Stored data
┄┄┄┄┄┄

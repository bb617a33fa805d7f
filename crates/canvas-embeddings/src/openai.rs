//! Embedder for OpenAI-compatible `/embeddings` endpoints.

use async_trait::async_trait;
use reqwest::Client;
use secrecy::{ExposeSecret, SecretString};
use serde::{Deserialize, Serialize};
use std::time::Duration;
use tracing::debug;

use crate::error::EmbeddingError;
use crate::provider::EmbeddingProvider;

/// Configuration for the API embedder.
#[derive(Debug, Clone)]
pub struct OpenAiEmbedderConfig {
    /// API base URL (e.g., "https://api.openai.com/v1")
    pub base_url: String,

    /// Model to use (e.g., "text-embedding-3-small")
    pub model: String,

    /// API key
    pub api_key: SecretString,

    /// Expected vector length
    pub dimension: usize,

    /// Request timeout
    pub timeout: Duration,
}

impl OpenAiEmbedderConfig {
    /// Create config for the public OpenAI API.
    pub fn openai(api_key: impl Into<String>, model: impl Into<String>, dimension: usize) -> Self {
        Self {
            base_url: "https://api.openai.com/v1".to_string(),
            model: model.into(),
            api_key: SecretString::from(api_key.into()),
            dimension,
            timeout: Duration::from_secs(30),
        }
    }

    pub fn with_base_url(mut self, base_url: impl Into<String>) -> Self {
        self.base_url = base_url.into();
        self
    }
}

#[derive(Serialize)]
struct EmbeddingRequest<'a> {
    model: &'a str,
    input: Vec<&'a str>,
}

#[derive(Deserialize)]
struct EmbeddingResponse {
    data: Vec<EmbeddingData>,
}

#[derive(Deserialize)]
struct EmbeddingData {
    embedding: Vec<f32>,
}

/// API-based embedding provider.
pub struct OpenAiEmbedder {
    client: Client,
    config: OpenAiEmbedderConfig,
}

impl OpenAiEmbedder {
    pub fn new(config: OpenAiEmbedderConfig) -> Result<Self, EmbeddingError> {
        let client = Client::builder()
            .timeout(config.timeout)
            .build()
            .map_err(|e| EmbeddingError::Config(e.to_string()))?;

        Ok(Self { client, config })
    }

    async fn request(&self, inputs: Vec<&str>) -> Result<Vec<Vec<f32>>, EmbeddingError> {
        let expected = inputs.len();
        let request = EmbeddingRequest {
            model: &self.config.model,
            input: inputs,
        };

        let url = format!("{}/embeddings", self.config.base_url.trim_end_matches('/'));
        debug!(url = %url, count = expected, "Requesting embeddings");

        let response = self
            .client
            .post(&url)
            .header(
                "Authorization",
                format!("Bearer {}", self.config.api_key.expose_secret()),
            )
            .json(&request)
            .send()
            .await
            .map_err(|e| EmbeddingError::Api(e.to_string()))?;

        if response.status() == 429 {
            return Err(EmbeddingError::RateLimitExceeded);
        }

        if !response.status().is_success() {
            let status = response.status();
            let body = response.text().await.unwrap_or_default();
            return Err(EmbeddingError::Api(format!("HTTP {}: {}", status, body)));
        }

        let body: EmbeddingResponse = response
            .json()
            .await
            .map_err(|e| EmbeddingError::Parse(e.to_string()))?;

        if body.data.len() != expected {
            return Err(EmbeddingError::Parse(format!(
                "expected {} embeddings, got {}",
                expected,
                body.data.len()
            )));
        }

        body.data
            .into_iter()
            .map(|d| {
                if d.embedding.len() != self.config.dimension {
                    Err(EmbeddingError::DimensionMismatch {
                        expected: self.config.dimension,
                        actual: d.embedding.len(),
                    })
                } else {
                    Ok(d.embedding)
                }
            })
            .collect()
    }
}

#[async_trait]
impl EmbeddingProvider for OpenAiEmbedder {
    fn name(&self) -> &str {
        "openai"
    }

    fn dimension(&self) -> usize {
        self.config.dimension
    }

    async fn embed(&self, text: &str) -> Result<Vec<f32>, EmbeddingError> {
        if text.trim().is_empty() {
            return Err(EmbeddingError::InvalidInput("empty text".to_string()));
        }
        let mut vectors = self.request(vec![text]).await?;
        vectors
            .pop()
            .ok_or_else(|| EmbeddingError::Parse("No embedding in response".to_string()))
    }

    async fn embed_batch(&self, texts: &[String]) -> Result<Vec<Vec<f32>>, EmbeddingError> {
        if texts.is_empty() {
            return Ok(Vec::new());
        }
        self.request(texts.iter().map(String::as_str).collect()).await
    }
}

┄┄┄┄┄┄

WHAT THE TASK REQUIRES:
The whole of the data must be given back word for word.

EXERCISE ANSWER:
repository bb617a33fa805d7f
filename crates/canvas-embeddings/src/openai.rs
//! Embedder for OpenAI-compatible `/embeddings` endpoints.

use async_trait::async_trait;
use reqwest::Client;
use secrecy::{ExposeSecret, SecretString};
use serde::{Deserialize, Serialize};
use std::time::Duration;
use tracing::debug;

use crate::error::EmbeddingError;
use crate::provider::EmbeddingProvider;

/// Configuration for the API embedder.
#[derive(Debug, Clone)]
pub struct OpenAiEmbedderConfig {
    /// API base URL (e.g., "https://api.openai.com/v1")
    pub base_url: String,

    /// Model to use (e.g., "text-embedding-3-small")
    pub model: String,

    /// API key
    pub api_key: SecretString,

    /// Expected vector length
    pub dimension: usize,

    /// Request timeout
    pub timeout: Duration,
}

impl OpenAiEmbedderConfig {
    /// Create config for the public OpenAI API.
    pub fn openai(api_key: impl Into<String>, model: impl Into<String>, dimension: usize) -> Self {
        Self {
            base_url: "https://api.openai.com/v1".to_string(),
            model: model.into(),
            api_key: SecretString::from(api_key.into()),
            dimension,
            timeout: Duration::from_secs(30),
        }
    }

    pub fn with_base_url(mut self, base_url: impl Into<String>) -> Self {
        self.base_url = base_url.into();
        self
    }
}

#[derive(Serialize)]
struct EmbeddingRequest<'a> {
    model: &'a str,
    input: Vec<&'a str>,
}

#[derive(Deserialize)]
struct EmbeddingResponse {
    data: Vec<EmbeddingData>,
}

#[derive(Deserialize)]
struct EmbeddingData {
    embedding: Vec<f32>,
}

/// API-based embedding provider.
pub struct OpenAiEmbedder {
    client: Client,
    config: OpenAiEmbedderConfig,
}

impl OpenAiEmbedder {
    pub fn new(config: OpenAiEmbedderConfig) -> Result<Self, EmbeddingError> {
        let client = Client::builder()
            .timeout(config.timeout)
            .build()
            .map_err(|e| EmbeddingError::Config(e.to_string()))?;

        Ok(Self { client, config })
    }

    async fn request(&self, inputs: Vec<&str>) -> Result<Vec<Vec<f32>>, EmbeddingError> {
        let expected = inputs.len();
        let request = EmbeddingRequest {
            model: &self.config.model,
            input: inputs,
        };

        let url = format!("{}/embeddings", self.config.base_url.trim_end_matches('/'));
        debug!(url = %url, count = expected, "Requesting embeddings");

        let response = self
            .client
            .post(&url)
            .header(
                "Authorization",
                format!("Bearer {}", self.config.api_key.expose_secret()),
            )
            .json(&request)
            .send()
            .await
            .map_err(|e| EmbeddingError::Api(e.to_string()))?;

        if response.status() == 429 {
            return Err(EmbeddingError::RateLimitExceeded);
        }

        if !response.status().is_success() {
            let status = response.status();
            let body = response.text().await.unwrap_or_default();
            return Err(EmbeddingError::Api(format!("HTTP {}: {}", status, body)));
        }

        let body: EmbeddingResponse = response
            .json()
            .await
            .map_err(|e| EmbeddingError::Parse(e.to_string()))?;

        if body.data.len() != expected {
            return Err(EmbeddingError::Parse(format!(
                "expected {} embeddings, got {}",
                expected,
                body.data.len()
            )));
        }

        body.data
            .into_iter()
            .map(|d| {
                if d.embedding.len() != self.config.dimension {
                    Err(EmbeddingError::DimensionMismatch {
                        expected: self.config.dimension,
                        actual: d.embedding.len(),
                    })
                } else {
                    Ok(d.embedding)
                }
            })
            .collect()
    }
}

#[async_trait]
impl EmbeddingProvider for OpenAiEmbedder {
    fn name(&self) -> &str {
        "openai"
    }

    fn dimension(&self) -> usize {
        self.config.dimension
    }

    async fn embed(&self, text: &str) -> Result<Vec<f32>, EmbeddingError> {
        if text.trim().is_empty() {
            return Err(EmbeddingError::InvalidInput("empty text".to_string()));
        }
        let mut vectors = self.request(vec![text]).await?;
        vectors
            .pop()
            .ok_or_else(|| EmbeddingError::Parse("No embedding in response".to_string()))
    }

    async fn embed_batch(&self, texts: &[String]) -> Result<Vec<Vec<f32>>, EmbeddingError> {
        if texts.is_empty() {
            return Ok(Vec::new());
        }
        self.request(texts.iter().map(String::as_str).collect()).await
    }
}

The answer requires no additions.